**Directions:**
Take every line from the listing below that includes "DatasetError" and copy it.
[[ Data listing, beginning ]]
//! Label indexing for intent classification.
//!
//! Maps raw intent strings to dense integer ids in first-appearance order
//! over the untouched (pre-shuffle) label column. The assignment is stable
//! and deterministic: the same label sequence always produces the same
//! index, and it is never sorted.
//!
//! # Example
//!
//! ```
//! use intent_dataset::LabelIndex;
//!
//! let index = LabelIndex::from_labels(["a", "a", "b", "a"]);
//! assert_eq!(index.id("a"), Some(0));
//! assert_eq!(index.id("b"), Some(1));
//! assert_eq!(index.num_classes(), 2);
//! ```

use serde::Serialize;
use std::collections::HashMap;

/// Mapping from raw label strings to zero-based dense class ids.
#[derive(Debug, Clone, Default)]
pub struct LabelIndex {
    ids: HashMap<String, usize>,
    /// Labels in id order, so id -> label lookups stay cheap.
    labels: Vec<String>,
}

/// Per-class record counts for one label column.
///
/// Serializable so it can ride along in exported metadata.
#[derive(Debug, Clone, Serialize)]
pub struct LabelStats {
    /// Distinct class count
    pub num_classes: usize,

    /// Records per class, keyed by raw label
    pub counts: HashMap<String, usize>,
}

impl LabelIndex {
    /// Build an index over a label sequence.
    ///
    /// Single left-to-right pass: the first occurrence of a new label takes
    /// the next id starting at 0, repeats reuse the assigned id.
    pub fn from_labels<I, S>(labels: I) -> Self
    where
        I: IntoIterator<Item = S>,
        S: AsRef<str>,
    {
        let mut index = Self::default();
        for label in labels {
            index.insert(label.as_ref());
        }
        index
    }

    fn insert(&mut self, label: &str) -> usize {
        if let Some(&id) = self.ids.get(label) {
            return id;
        }
        let id = self.labels.len();
        self.ids.insert(label.to_string(), id);
        self.labels.push(label.to_string());
        id
    }

    /// Id assigned to a label, if it was seen.
    pub fn id(&self, label: &str) -> Option<usize> {
        self.ids.get(label).copied()
    }

    /// Label that owns an id.
    pub fn label(&self, id: usize) -> Option<&str> {
        self.labels.get(id).map(String::as_str)
    }

    /// Number of distinct classes.
    pub fn num_classes(&self) -> usize {
        self.labels.len()
    }

    /// True when no labels have been indexed.
    pub fn is_empty(&self) -> bool {
        self.labels.is_empty()
    }

    /// Map a label column to its id sequence.
    ///
    /// Labels absent from the index map to a freshly missing `None`; callers
    /// that built the index over the same column can rely on all-`Some`.
    pub fn map_labels<I, S>(&self, labels: I) -> Vec<Option<usize>>
    where
        I: IntoIterator<Item = S>,
        S: AsRef<str>,
    {
        labels
            .into_iter()
            .map(|label| self.id(label.as_ref()))
            .collect()
    }

    /// Count records per class for one label column.
    pub fn stats<I, S>(&self, labels: I) -> LabelStats
    where
        I: IntoIterator<Item = S>,
        S: AsRef<str>,
    {
        let mut counts: HashMap<String, usize> = HashMap::new();
        for label in labels {
            *counts.entry(label.as_ref().to_string()).or_insert(0) += 1;
        }
        LabelStats {
            num_classes: self.num_classes(),
            counts,
        }
    }
}

#[cfg(test)]
mod tests {
    use super::*;

    #[test]
    fn first_appearance_order() {
        let index = LabelIndex::from_labels(["a", "a", "b", "a"]);
        assert_eq!(index.id("a"), Some(0));
        assert_eq!(index.id("b"), Some(1));
        assert_eq!(index.num_classes(), 2);

        let mapped = index.map_labels(["a", "a", "b", "a"]);
        assert_eq!(mapped, vec![Some(0), Some(0), Some(1), Some(0)]);
    }

    #[test]
    fn assignment_is_not_sorted() {
        let index = LabelIndex::from_labels(["zebra", "apple", "zebra", "mango"]);
        assert_eq!(index.id("zebra"), Some(0));
        assert_eq!(index.id("apple"), Some(1));
        assert_eq!(index.id("mango"), Some(2));
    }

    #[test]
    fn idempotent_under_reapplication() {
        let labels = ["x", "y", "x", "z", "y"];
        let first = LabelIndex::from_labels(labels);
        let second = LabelIndex::from_labels(labels);

        for label in ["x", "y", "z"] {
            assert_eq!(first.id(label), second.id(label));
        }
    }

    #[test]
    fn every_id_assigned_exactly_once() {
        let index = LabelIndex::from_labels(["a", "b", "c", "b", "a", "d"]);
        let mut seen: Vec<usize> = (0..index.num_classes())
            .map(|id| index.id(index.label(id).unwrap()).unwrap())
            .collect();
        seen.sort_unstable();
        assert_eq!(seen, vec![0, 1, 2, 3]);
    }

    #[test]
    fn unknown_label_maps_to_none() {
        let index = LabelIndex::from_labels(["a"]);
        assert_eq!(index.id("b"), None);
    }

    #[test]
    fn stats_count_per_class() {
        let index = LabelIndex::from_labels(["a", "a", "b"]);
        let stats = index.stats(["a", "a", "b"]);
        assert_eq!(stats.num_classes, 2);
        assert_eq!(stats.counts["a"], 2);
        assert_eq!(stats.counts["b"], 1);
    }
}
//! Dataset export for training in external frameworks.
//!
//! Writes a built split's tensors to NumPy `.npy` files with a JSON metadata
//! sidecar, so prepared datasets can be consumed from Python/PyTorch without
//! re-running tokenization and embedding.
//!
//! Export is optional: the build operations never write anything themselves.
//!
//! # Files per split
//!
//! - `{split}_data.npy` — the stacked data tensor
//! - `{split}_labels.npy` — the parallel label tensor
//! - `{split}_metadata.json` — counts, shape, label distribution, timestamp

use crate::batch::BatchLoader;
use crate::error::{DatasetError, Result};
use ndarray::{Array, Array1, RemoveAxis};
use ndarray_npy::WriteNpyExt;
use serde::Serialize;
use std::collections::HashMap;
use std::fs::{self, File};
use std::path::{Path, PathBuf};

/// Metadata sidecar written next to a split's tensors.
#[derive(Debug, Clone, Serialize)]
pub struct SplitMetadata {
    /// Split name ("train" or "test")
    pub split: String,

    /// Sample count along axis 0
    pub n_samples: usize,

    /// Full data tensor shape
    pub shape: Vec<usize>,

    /// Samples per label value
    pub label_distribution: HashMap<i64, usize>,

    /// RFC 3339 export timestamp
    pub export_timestamp: String,
}

/// Result of exporting one split.
#[derive(Debug, Clone)]
pub struct SplitExportResult {
    /// Metadata that was written
    pub metadata: SplitMetadata,

    /// Path of the data tensor file
    pub data_path: PathBuf,

    /// Path of the label tensor file
    pub labels_path: PathBuf,
}

/// Writes built splits into an output directory.
#[derive(Debug, Clone)]
pub struct DatasetExporter {
    output_dir: PathBuf,
}

impl DatasetExporter {
    /// Create an exporter rooted at `output_dir`.
    ///
    /// The directory is created on first export if absent.
    pub fn new<P: AsRef<Path>>(output_dir: P) -> Self {
        Self {
            output_dir: output_dir.as_ref().to_path_buf(),
        }
    }

    /// Export one split's tensors and metadata.
    pub fn export_split<D: RemoveAxis>(
        &self,
        split: &str,
        data: &Array<f64, D>,
        labels: &Array1<i64>,
    ) -> Result<SplitExportResult> {
        fs::create_dir_all(&self.output_dir)
            .map_err(|e| DatasetError::io(&self.output_dir, e))?;

        let data_path = self.output_dir.join(format!("{split}_data.npy"));
        let labels_path = self.output_dir.join(format!("{split}_labels.npy"));

        Self::write_npy(data, &data_path)?;
        Self::write_npy(labels, &labels_path)?;

        let mut label_distribution: HashMap<i64, usize> = HashMap::new();
        for &label in labels.iter() {
            *label_distribution.entry(label).or_insert(0) += 1;
        }

        let metadata = SplitMetadata {
            split: split.to_string(),
            n_samples: labels.len(),
            shape: data.shape().to_vec(),
            label_distribution,
            export_timestamp: chrono::Utc::now().to_rfc3339(),
        };

        let metadata_path = self.output_dir.join(format!("{split}_metadata.json"));
        let file = File::create(&metadata_path).map_err(|e| DatasetError::io(&metadata_path, e))?;
        serde_json::to_writer_pretty(file, &metadata)
            .map_err(|e| DatasetError::Export(e.to_string()))?;

        log::info!(
            "exported split `{}` ({} samples) to {}",
            split,
            metadata.n_samples,
            self.output_dir.display()
        );

        Ok(SplitExportResult {
            metadata,
            data_path,
            labels_path,
        })
    }

    /// Export a batch loader's full split, unshuffled.
    pub fn export_loader<D: RemoveAxis>(
        &self,
        split: &str,
        loader: &BatchLoader<D>,
    ) -> Result<SplitExportResult> {
        self.export_split(split, loader.data(), loader.labels())
    }

    fn write_npy<A, D>(array: &Array<A, D>, path: &Path) -> Result<()>
    where
        A: ndarray_npy::WritableElement,
        D: ndarray::Dimension,
    {
        let file = File::create(path).map_err(|e| DatasetError::io(path, e))?;
        array
            .write_npy(file)
            .map_err(|e| DatasetError::Export(e.to_string()))?;
        Ok(())
    }
}

#[cfg(test)]
mod tests {
    use super::*;
    use ndarray::Array3;

    #[test]
    fn exports_tensors_and_metadata() {
        let dir = tempfile::tempdir().unwrap();
        let exporter = DatasetExporter::new(dir.path());

        let data = Array3::<f64>::zeros((4, 3, 2));
        let labels = Array1::from_vec(vec![0i64, 1, 1, 0]);

        let result = exporter.export_split("train", &data, &labels).unwrap();

        assert!(result.data_path.exists());
        assert!(result.labels_path.exists());
        assert!(dir.path().join("train_metadata.json").exists());

        assert_eq!(result.metadata.n_samples, 4);
        assert_eq!(result.metadata.shape, vec![4, 3, 2]);
        assert_eq!(result.metadata.label_distribution[&0], 2);
        assert_eq!(result.metadata.label_distribution[&1], 2);
    }

    #[test]
    fn creates_missing_output_directory() {
        let dir = tempfile::tempdir().unwrap();
        let nested = dir.path().join("out/export");
        let exporter = DatasetExporter::new(&nested);

        let data = Array3::<f64>::zeros((1, 2, 2));
        let labels = Array1::from_vec(vec![0i64]);
        assert!(exporter.export_split("test", &data, &labels).is_ok());
        assert!(nested.join("test_data.npy").exists());
    }
}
[[ Data listing, end ]]
**Exercise answer:**
use crate::error::{DatasetError, Result};
            .map_err(|e| DatasetError::io(&self.output_dir, e))?;
        let file = File::create(&metadata_path).map_err(|e| DatasetError::io(&metadata_path, e))?;
            .map_err(|e| DatasetError::Export(e.to_string()))?;
        let file = File::create(path).map_err(|e| DatasetError::io(path, e))?;
            .map_err(|e| DatasetError::Export(e.to_string()))?;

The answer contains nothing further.